GRAMMATICAL ERRORS IN ACADEMIC WRITING OF ENGLISH SECOND-YEAR STUDENTS

Nguyen Huynh Minh Anh, Nguyen Hai Yen, Nguyen Thi Y Tho, Luong Minh Nhut

Abstract


The study aimed to analyze the common grammatical errors of students in academic writing. Mixed-method research was implemented for this study. The study team gathered 110 essays from learners in the Writing Course 4 – Social Texts classroom. Then, the researchers conducted interviews with 23 learners in order to ascertain the reasons behind their grammatical errors in writing and provide suitable remedies. Participants in this research were second-year students majoring in English Studies in the Department of English Language and Culture's High-Quality Program at a Vietnamese university. The findings revealed that the errors that made up the biggest percentage of all errors were those involving the articles (25,5 %), prepositions (14,2%), and plural/singular forms (13,7 %).

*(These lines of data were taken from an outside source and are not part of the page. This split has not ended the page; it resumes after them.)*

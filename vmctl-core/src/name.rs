use std::fmt;
use std::str::FromStr;

use serde::{Deserialize, Serialize};

use crate::error::CoreError;

/// Maximum length of a VM name.
///
/// The control socket lives at `<state_root>/<name>/<name>.sock`, which must
/// fit in the 108-byte `sun_path` of a Unix socket address.
pub const MAX_NAME_LEN: usize = 32;

/// Caller-chosen unique identifier of a VM.
///
/// Names are used verbatim as path components, so only ASCII alphanumerics,
/// `-` and `_` are accepted and the first character must be alphanumeric.
#[derive(Debug, Clone, PartialEq, Eq, PartialOrd, Ord, Hash, Serialize, Deserialize)]
#[serde(try_from = "String", into = "String")]
pub struct VmName(String);

impl VmName {
    /// Validates and wraps a VM name.
    ///
    /// # Errors
    /// Returns [`CoreError::InvalidName`] if the name is empty, too long,
    /// or contains characters outside `[A-Za-z0-9_-]`.
    pub fn new(name: impl Into<String>) -> Result<Self, CoreError> {
        let name = name.into();
        validate(&name)?;
        Ok(Self(name))
    }

    /// Returns the name as a string slice.
    #[must_use]
    pub fn as_str(&self) -> &str {
        &self.0
    }
}

fn validate(name: &str) -> Result<(), CoreError> {
    let invalid = |reason| CoreError::InvalidName { name: name.to_owned(), reason };

    let Some(first) = name.chars().next() else {
        return Err(invalid("name must not be empty"));
    };
    if name.len() > MAX_NAME_LEN {
        return Err(invalid("name must be at most 32 characters"));
    }
    if !first.is_ascii_alphanumeric() {
        return Err(invalid("name must start with an ASCII letter or digit"));
    }
    if !name.chars().all(|c| c.is_ascii_alphanumeric() || c == '-' || c == '_') {
        return Err(invalid("name may only contain ASCII letters, digits, '-' and '_'"));
    }
    Ok(())
}

impl fmt::Display for VmName {
    fn fmt(&self, f: &mut fmt::Formatter<'_>) -> fmt::Result {
        f.write_str(&self.0)
    }
}

impl AsRef<str> for VmName {
    fn as_ref(&self) -> &str {
        &self.0
    }
}

impl FromStr for VmName {
    type Err = CoreError;

    fn from_str(s: &str) -> Result<Self, Self::Err> {
        Self::new(s)
    }
}

impl TryFrom<String> for VmName {
    type Error = CoreError;

    fn try_from(value: String) -> Result<Self, Self::Error> {
        Self::new(value)
    }
}

impl From<VmName> for String {
    fn from(name: VmName) -> Self {
        name.0
    }
}
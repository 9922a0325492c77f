//! In-memory VM registry.
//!
//! The name → entry map is guarded by a `RwLock` that is only held for
//! lookups and inserts, never across an `.await`. Each entry carries its
//! own async mutex around the process handle; holding it serialises all
//! lifecycle operations for that one name while other names proceed.

use std::collections::HashMap;
use std::sync::{Arc, RwLock};

use chrono::{DateTime, Utc};
use tokio::sync::{Mutex, MutexGuard, TryLockError};
use vmctl_core::{VmInfo, VmName, VmStatus};

use crate::config::VmPaths;
use crate::network::NetworkLease;
use crate::ExecutorError;

/// Authoritative state of one VM.
#[derive(Debug)]
pub struct VmRecord {
    name: VmName,
    status: VmStatus,
    paths: VmPaths,
    lease: NetworkLease,
    entry_point: Option<String>,
    created_at: DateTime<Utc>,
}

impl VmRecord {
    /// New record in [`VmStatus::Creating`].
    #[must_use]
    pub fn new(name: VmName, paths: VmPaths, lease: NetworkLease, entry_point: Option<String>) -> Self {
        Self { name, status: VmStatus::Creating, paths, lease, entry_point, created_at: Utc::now() }
    }

    #[must_use]
    pub fn name(&self) -> &VmName {
        &self.name
    }

    #[must_use]
    pub fn status(&self) -> VmStatus {
        self.status
    }

    #[must_use]
    pub fn paths(&self) -> &VmPaths {
        &self.paths
    }

    #[must_use]
    pub fn lease(&self) -> &NetworkLease {
        &self.lease
    }

    #[must_use]
    pub fn entry_point(&self) -> Option<&str> {
        self.entry_point.as_deref()
    }

    /// Wire projection of this record.
    #[must_use]
    pub fn info(&self) -> VmInfo {
        VmInfo::new(
            self.name.clone(),
            self.status,
            self.lease.guest_ip(),
            self.lease.tap_device().to_owned(),
            self.entry_point.clone(),
            self.created_at,
        )
    }
}

/// Registry slot: the record plus the process handle that owns the VM's
/// hypervisor.
///
/// `process` is `None` whenever no hypervisor is running; the status is
/// never `Booting` or `Running` in that case.
pub struct VmEntry<P> {
    record: RwLock<VmRecord>,
    process: Mutex<Option<P>>,
}

impl<P> VmEntry<P> {
    #[must_use]
    pub fn new(record: VmRecord) -> Self {
        Self { record: RwLock::new(record), process: Mutex::new(None) }
    }

    /// Run `f` against the record under the read lock.
    ///
    /// # Panics
    /// Panics if the internal `RwLock` is poisoned.
    pub fn with_record<R>(&self, f: impl FnOnce(&VmRecord) -> R) -> R {
        #[expect(clippy::expect_used, reason = "lock poisoning is unrecoverable")]
        let record = self.record.read().expect("vm record read lock poisoned");
        f(&record)
    }

    #[must_use]
    pub fn status(&self) -> VmStatus {
        self.with_record(VmRecord::status)
    }

    #[must_use]
    pub fn info(&self) -> VmInfo {
        self.with_record(VmRecord::info)
    }

    /// Move the record to `next`.
    ///
    /// Callers hold the process lock, so transitions for one name never
    /// interleave.
    ///
    /// # Panics
    /// Panics if the internal `RwLock` is poisoned.
    pub(crate) fn set_status(&self, next: VmStatus) {
        #[expect(clippy::expect_used, reason = "lock poisoning is unrecoverable")]
        let mut record = self.record.write().expect("vm record write lock poisoned");
        debug_assert!(
            record.status.can_transition_to(next),
            "illegal transition {} -> {next} for {}",
            record.status,
            record.name
        );
        tracing::debug!(vm = %record.name, from = %record.status, to = %next, "status change");
        record.status = next;
    }

    /// Wait for exclusive control of this VM.
    pub async fn lock(&self) -> MutexGuard<'_, Option<P>> {
        self.process.lock().await
    }

    /// Take exclusive control only if no other operation holds it.
    ///
    /// # Errors
    /// Returns [`TryLockError`] if the VM is busy.
    pub fn try_lock(&self) -> Result<MutexGuard<'_, Option<P>>, TryLockError> {
        self.process.try_lock()
    }
}

/// Thread-safe map of VM name to registry entry.
pub struct VmRegistry<P> {
    entries: RwLock<HashMap<VmName, Arc<VmEntry<P>>>>,
}

impl<P> Default for VmRegistry<P> {
    fn default() -> Self {
        Self { entries: RwLock::new(HashMap::new()) }
    }
}

impl<P> VmRegistry<P> {
    /// Create an empty registry.
    #[must_use]
    pub fn new() -> Self {
        Self::default()
    }

    /// Register `entry` under its record's name.
    ///
    /// # Errors
    /// Returns [`ExecutorError::AlreadyExists`] if the name is taken.
    ///
    /// # Panics
    /// Panics if the internal `RwLock` is poisoned.
    pub fn insert(&self, entry: Arc<VmEntry<P>>) -> Result<(), ExecutorError> {
        let name = entry.with_record(|r| r.name().clone());
        #[expect(clippy::expect_used, reason = "lock poisoning is unrecoverable")]
        let mut entries = self.entries.write().expect("vm registry write lock poisoned");
        if entries.contains_key(&name) {
            return Err(ExecutorError::AlreadyExists(name));
        }
        entries.insert(name, entry);
        Ok(())
    }

    /// Look up the entry for `name`.
    ///
    /// # Panics
    /// Panics if the internal `RwLock` is poisoned.
    #[must_use]
    pub fn get(&self, name: &VmName) -> Option<Arc<VmEntry<P>>> {
        #[expect(clippy::expect_used, reason = "lock poisoning is unrecoverable")]
        self.entries
            .read()
            .expect("vm registry read lock poisoned")
            .get(name)
            .cloned()
    }

    /// Remove `name` if it still maps to `entry`. Returns `true` if removed.
    ///
    /// # Panics
    /// Panics if the internal `RwLock` is poisoned.
    pub fn remove(&self, name: &VmName, entry: &Arc<VmEntry<P>>) -> bool {
        #[expect(clippy::expect_used, reason = "lock poisoning is unrecoverable")]
        let mut entries = self.entries.write().expect("vm registry write lock poisoned");
        match entries.get(name) {
            Some(current) if Arc::ptr_eq(current, entry) => {
                entries.remove(name);
                true
            }
            _ => false,
        }
    }

    /// All entries, ordered by name.
    ///
    /// # Panics
    /// Panics if the internal `RwLock` is poisoned.
    #[must_use]
    pub fn entries(&self) -> Vec<(VmName, Arc<VmEntry<P>>)> {
        #[expect(clippy::expect_used, reason = "lock poisoning is unrecoverable")]
        let entries = self.entries.read().expect("vm registry read lock poisoned");
        let mut all: Vec<_> = entries.iter().map(|(k, v)| (k.clone(), Arc::clone(v))).collect();
        all.sort_by(|a, b| a.0.cmp(&b.0));
        all
    }

    /// Number of registered VMs.
    ///
    /// # Panics
    /// Panics if the internal `RwLock` is poisoned.
    #[must_use]
    pub fn len(&self) -> usize {
        #[expect(clippy::expect_used, reason = "lock poisoning is unrecoverable")]
        self.entries.read().expect("vm registry read lock poisoned").len()
    }

    #[must_use]
    pub fn is_empty(&self) -> bool {
        self.len() == 0
    }
}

On the other hand, tenses (7%), passive voice (3,8%), and subject-verb agreement (1,7%) errors had the respective lowest percentages. The results of the interviews with 23 randomly selected students in this course showed that students struggled with academic writing on a number of different levels, with the root causes being a lack of vocabulary knowledge, carelessness, and uncertainty about basic grammatical structure.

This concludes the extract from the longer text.